- IATA: none; ICAO: 01CL; FAA LID: 01CL;

Summary
- Airport type: Private
- Owner: Swansboro Country Property Owners Assoc.
- Location: Placerville, California
- Elevation AMSL: 2,594 ft / 791 m
- Coordinates: 38°47′59″N 120°44′03″W﻿ / ﻿38.79972°N 120.73417°W

Map
- 01CL Location

Runways
| Direction | Length |  | Surface |
| ft | m |
| 9/27 | 3,100 | 945 | Asphalt |

Statistics (1969)
- Based aircraft: 25
- Source: Federal Aviation Administration

= Swansboro Country Airport =

Swansboro Country Airport is four air miles (6 km) northeast of Placerville, in El Dorado County, California.

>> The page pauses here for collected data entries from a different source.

#[cfg(test)]
mod tests {
    use super::*;

    fn stack(elements: &[(&str, Namespace)]) -> OpenElementStack<usize> {
        let mut stack = OpenElementStack::new(true);
        for (i, &(name, ns)) in elements.iter().enumerate() {
            stack.push(StackEntry::new(i, name, ns, &[]));
        }
        stack
    }

    fn html(names: &[&str]) -> OpenElementStack<usize> {
        let elements: Vec<_> = names.iter().map(|&n| (n, Namespace::Html)).collect();
        stack(&elements)
    }

    #[test]
    fn table_bounds_default_scope() {
        let s = html(&["html", "body", "p", "table", "tr"]);
        assert!(!s.has_in_scope("p"));
        assert!(s.has_in_table_scope("tr"));
        assert!(s.has_in_scope("tr"));
    }

    #[test]
    fn button_and_list_item_scopes() {
        let s = html(&["html", "body", "p", "button", "span"]);
        assert!(s.has_in_scope("p"));
        assert!(!s.has_in_button_scope("p"));

        let s = html(&["html", "body", "li", "ul", "span"]);
        assert!(s.has_in_scope("li"));
        assert!(!s.has_in_list_item_scope("li"));
    }

    #[test]
    fn foreign_boundaries_are_namespace_qualified() {
        let s = stack(&[
            ("html", Namespace::Html),
            ("body", Namespace::Html),
            ("p", Namespace::Html),
            ("svg", Namespace::Svg),
            ("title", Namespace::Svg),
        ]);
        assert!(!s.has_in_scope("p"));

        // An HTML title is not a boundary.
        let s = html(&["html", "body", "p", "title"]);
        assert!(s.has_in_scope("p"));
    }

    #[test]
    fn select_scope_only_passes_options() {
        let s = html(&["html", "body", "select", "optgroup", "option"]);
        assert!(s.has_in_select_scope("select"));
        let s = html(&["html", "body", "select", "div"]);
        assert!(!s.has_in_select_scope("select"));
    }

    #[test]
    fn implied_end_tags() {
        let mut s = html(&["html", "body", "ul", "li", "p"]);
        s.generate_implied_end_tags_with_exclusion("li");
        assert_eq!(s.current().map(|e| e.tag_name.as_str()), Some("li"));
        s.generate_implied_end_tags();
        assert_eq!(s.current().map(|e| e.tag_name.as_str()), Some("ul"));

        let mut s = html(&["html", "body", "table", "tbody", "tr", "td", "p"]);
        s.generate_implied_end_tags_thoroughly();
        assert_eq!(s.current().map(|e| e.tag_name.as_str()), Some("table"));
    }

    #[test]
    fn table_context_clearing() {
        let mut s = html(&["html", "body", "table", "tbody", "tr", "td"]);
        s.clear_back_to_table_row_context();
        assert_eq!(s.current().map(|e| e.tag_name.as_str()), Some("tr"));
        s.clear_back_to_table_body_context();
        assert_eq!(s.current().map(|e| e.tag_name.as_str()), Some("tbody"));
        s.clear_back_to_table_context();
        assert_eq!(s.current().map(|e| e.tag_name.as_str()), Some("table"));
    }

    #[test]
    fn popped_entries_are_recorded() {
        let mut s = html(&["html", "body", "div", "span"]);
        s.pop_until_tag_name_popped("div");
        let popped: Vec<_> = s.take_popped().into_iter().map(|e| e.tag_name).collect();
        assert_eq!(popped, ["span", "div"]);
        assert!(s.take_popped().is_empty());
    }

    #[test]
    fn insert_after_and_replace() {
        let mut s = html(&["html", "body", "div"]);
        s.insert_after(&1, StackEntry::new(7, "b", Namespace::Html, &[]));
        assert_eq!(s.position(&7), Some(2));
        s.replace(&7, StackEntry::new(8, "b", Namespace::Html, &[]));
        assert!(!s.contains(&7));
        assert_eq!(s.common_ancestor(&8).map(|e| e.handle), Some(1));
        assert_eq!(s.body_element().map(|e| e.handle), Some(1));
    }

    #[test]
    fn integration_points() {
        let encoding = [Attribute::new("encoding".into(), "Text/HTML".into())];
        assert!(StackEntry::new(0, "annotation-xml", Namespace::MathMl, &encoding).html_integration_point);
        assert!(!StackEntry::new(0, "annotation-xml", Namespace::MathMl, &[]).html_integration_point);
        assert!(StackEntry::new(0, "foreignObject", Namespace::Svg, &[]).html_integration_point);
        assert!(StackEntry::new(0, "mi", Namespace::MathMl, &[]).mathml_text_integration_point);
    }
}
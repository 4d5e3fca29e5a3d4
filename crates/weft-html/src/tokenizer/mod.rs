//! HTML tokenizer module.
//!
//! Implements [§ 13.2.5 Tokenization](https://html.spec.whatwg.org/multipage/parsing.html#tokenization)
//! of the WHATWG HTML Living Standard.

/// Character reference parsing per § 13.2.5.72.
mod character_reference;
/// HTML tokenizer state machine implementation.
mod core;
/// Generated table of the named character references.
mod entities;
/// Helper methods for tokenizer state transitions.
mod helpers;
/// Markup declaration, DOCTYPE, comment and CDATA states.
mod markup;
/// Named character reference lookup trie per § 13.5.
pub mod named_character_references;
/// RCDATA, RAWTEXT, script data and PLAINTEXT states.
mod raw_text;
/// Token types produced by the tokenizer.
pub mod token;

pub use self::core::{Tokenizer, TokenizerOptions, TokenizerState};
pub use token::{Attribute, CharacterKind, Location, Token};

/// Run a tokenizer over `html` until end of file and collect every token,
/// the end-of-file token included.
///
/// A tokenizer on its own cannot know when a start tag opens raw text; this
/// switches the content model after `title`, `textarea`, `style`, `xmp`,
/// `iframe`, `noembed`, `noframes`, `script` and `plaintext` start tags the
/// way the tree constructor would.
///
/// ```
/// use weft_html::{Token, TokenizerOptions, tokenize};
///
/// let tokens = tokenize("<title>a<b></title>", TokenizerOptions::default());
/// assert!(tokens[0].is_start_tag("title"));
/// assert_eq!(tokens[1].character_data(), Some("a<b>"));
/// assert!(tokens[2].is_end_tag("title"));
/// assert_eq!(tokens[3], Token::EndOfFile);
/// ```
#[must_use]
pub fn tokenize(html: &str, options: TokenizerOptions) -> Vec<Token> {
    let mut tokenizer = Tokenizer::new(html, options);
    let mut tokens = Vec::new();
    loop {
        let token = tokenizer.next_token();
        if let Token::StartTag { name, .. } = &token
            && let Some(state) = content_model_for(name)
        {
            tokenizer.set_state(state);
        }
        let eof = token.is_eof();
        tokens.push(token);
        if eof {
            return tokens;
        }
    }
}

/// The tokenizer state a start tag named `name` switches to, if any.
const fn content_model_for(name: &str) -> Option<TokenizerState> {
    match name.as_bytes() {
        b"title" | b"textarea" => Some(TokenizerState::RCDATA),
        b"style" | b"xmp" | b"iframe" | b"noembed" | b"noframes" => {
            Some(TokenizerState::RAWTEXT)
        }
        b"script" => Some(TokenizerState::ScriptData),
        b"plaintext" => Some(TokenizerState::PLAINTEXT),
        _ => None,
    }
}
//! The "in body" insertion mode.
//!
//! [§ 13.2.6.4.7 The "in body" insertion mode](https://html.spec.whatwg.org/multipage/parsing.html#parsing-main-inbody)

use weft_dom::{Namespace, QuirksMode, TreeAdapter};

use super::super::core::{InsertionMode, Parser};
use super::super::foreign_content::{
    adjust_foreign_attributes, adjust_mathml_attributes, adjust_svg_attributes,
};
use super::super::open_elements::is_special;
use crate::error::ErrorCode;
use crate::tokenizer::{Token, TokenizerState};

/// "A start tag whose tag name is one of: "address", "article", "aside",
/// "blockquote", "center", "details", "dialog", "dir", "div", "dl",
/// "fieldset", "figcaption", "figure", "footer", "header", "hgroup", "main",
/// "menu", "nav", "ol", "p", "search", "section", "summary", "ul""
const BLOCK_START_TAGS: &[&str] = &[
    "address",
    "article",
    "aside",
    "blockquote",
    "center",
    "details",
    "dialog",
    "dir",
    "div",
    "dl",
    "fieldset",
    "figcaption",
    "figure",
    "footer",
    "header",
    "hgroup",
    "main",
    "menu",
    "nav",
    "ol",
    "p",
    "search",
    "section",
    "summary",
    "ul",
];

/// "An end tag whose tag name is one of: "address", "article", "aside",
/// "blockquote", "button", "center", "details", "dialog", "dir", "div", "dl",
/// "fieldset", "figcaption", "figure", "footer", "header", "hgroup",
/// "listing", "main", "menu", "nav", "ol", "pre", "search", "section",
/// "summary", "ul""
const BLOCK_END_TAGS: &[&str] = &[
    "address",
    "article",
    "aside",
    "blockquote",
    "button",
    "center",
    "details",
    "dialog",
    "dir",
    "div",
    "dl",
    "fieldset",
    "figcaption",
    "figure",
    "footer",
    "header",
    "hgroup",
    "listing",
    "main",
    "menu",
    "nav",
    "ol",
    "pre",
    "search",
    "section",
    "summary",
    "ul",
];

const NUMBERED_HEADERS: &[&str] = &["h1", "h2", "h3", "h4", "h5", "h6"];

/// "a", "b", "big", "code", "em", "font", "i", "nobr", "s", "small",
/// "strike", "strong", "tt", "u"
const FORMATTING_END_TAGS: &[&str] = &[
    "a", "b", "big", "code", "em", "font", "i", "nobr", "s", "small", "strike", "strong", "tt",
    "u",
];

/// Elements that may stay open at end of file without a parse error.
const ALLOWED_OPEN_AT_EOF: &[&str] = &[
    "dd", "dt", "li", "optgroup", "option", "p", "rb", "rp", "rt", "rtc", "tbody", "td", "tfoot",
    "th", "thead", "tr", "body", "html",
];
//! HTML tokenizer and tree constructor for weft.
//!
//! # Scope
//!
//! This crate implements:
//! - **Input stream preprocessing** ([WHATWG § 13.2.3.5](https://html.spec.whatwg.org/multipage/parsing.html#preprocessing-the-input-stream))
//!   - CR/CRLF normalisation, surrogate and noncharacter diagnostics
//!
//! - **HTML Tokenizer** ([WHATWG § 13.2.5](https://html.spec.whatwg.org/multipage/parsing.html#tokenization))
//!   - All 80 tokenizer states, including script data escapes and CDATA
//!   - Named character references through a prefix trie
//!   - Optional source locations on every token
//!
//! - **HTML Parser / Tree Builder** ([WHATWG § 13.2.6](https://html.spec.whatwg.org/multipage/parsing.html#tree-construction))
//!   - Every insertion mode, including tables, templates and framesets
//!   - Foster parenting and the adoption agency algorithm
//!   - SVG and MathML foreign content
//!   - Fragment parsing and script suspension
//!
//! - **Serialization** ([WHATWG § 13.3](https://html.spec.whatwg.org/multipage/parsing.html#serialising-html-fragments))
//!   and an html5lib-style tree dump.
//!
//! Trees are built through the [`TreeAdapter`](weft_dom::TreeAdapter) trait;
//! [`parse_document`] and [`parse_fragment`] are shortcuts that build a
//! [`DomTree`].

/// Tree dump.
pub mod dump;
/// Parse errors and API errors.
pub mod error;
/// HTML parser and tree construction.
pub mod parser;
/// Input stream preprocessing.
pub mod preprocessor;
/// HTML serializer.
pub mod serializer;
/// HTML tokenizer for converting input into tokens.
pub mod tokenizer;

use weft_dom::{DomTree, Namespace, NodeId, TreeAdapter};

pub use dump::dump_tree;
pub use error::{ErrorCode, ParseError, ParserError};
pub use parser::{InsertionMode, ParseResult, ParseStatus, Parser, ParserOptions};
pub use preprocessor::Preprocessor;
pub use serializer::{serialize, serialize_outer};
pub use tokenizer::{Attribute, Location, Token, Tokenizer, TokenizerOptions, TokenizerState, tokenize};

/// Parse a complete document into a [`DomTree`] with default options.
///
/// ```
/// let tree = weft_html::parse_document("<title>Hi</title>");
/// let html = tree.document_element().unwrap();
/// assert_eq!(tree.text_content(html), "Hi");
/// ```
#[must_use]
pub fn parse_document(html: &str) -> DomTree {
    Parser::new(DomTree::new(), ParserOptions::default())
        .parse(html)
        .adapter
}

/// Parse `html` as the contents of an HTML element named `context_tag`.
///
/// Returns the tree and the document fragment holding the parsed nodes.
///
/// ```
/// use weft_dom::TreeAdapter;
///
/// let (tree, fragment) = weft_html::parse_fragment("<td>cell", "tr");
/// let cell = tree.get_first_child(&fragment).unwrap();
/// assert_eq!(tree.tag_name(cell), Some("td"));
/// ```
#[must_use]
pub fn parse_fragment(html: &str, context_tag: &str) -> (DomTree, NodeId) {
    let mut tree = DomTree::new();
    let context = tree.create_element(context_tag, Namespace::Html, Vec::new());
    let result = Parser::new(tree, ParserOptions::default()).parse_fragment(html, Some(context));
    (result.adapter, result.root)
}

It is owned by the Swansboro Country Property Owners Association.

Most U.S. airports use the same three-letter location identifier for the FAA and IATA, but Swansboro is 01CL to the FAA and has no IATA code.

== Facilities ==
Swansboro Country Airport covers 9 acre and has one asphalt runway, 9/27, which is 3,100 × 50 ft. The runways slopes downhill to the west. Night operations are prohibited, and is unattended.

The airport has 25 aircraft are based at the airport: 21 single engine, 3 multi-engine and 1 helicopter.

==History==
Swansboro Country Airport was established in 1969 to transport real estate agents and their clients from the then-new Swansboro Country subdivision, the first rural subdivision in El Dorado County. The original airstrip, created by the US Forest Service, was expanded and is now privately owned, and use is restricted to property owners and their guests.

During the 2014 King Fire, the airfield was used as a staging area for fire trucks, crew trucks and heavy equipment.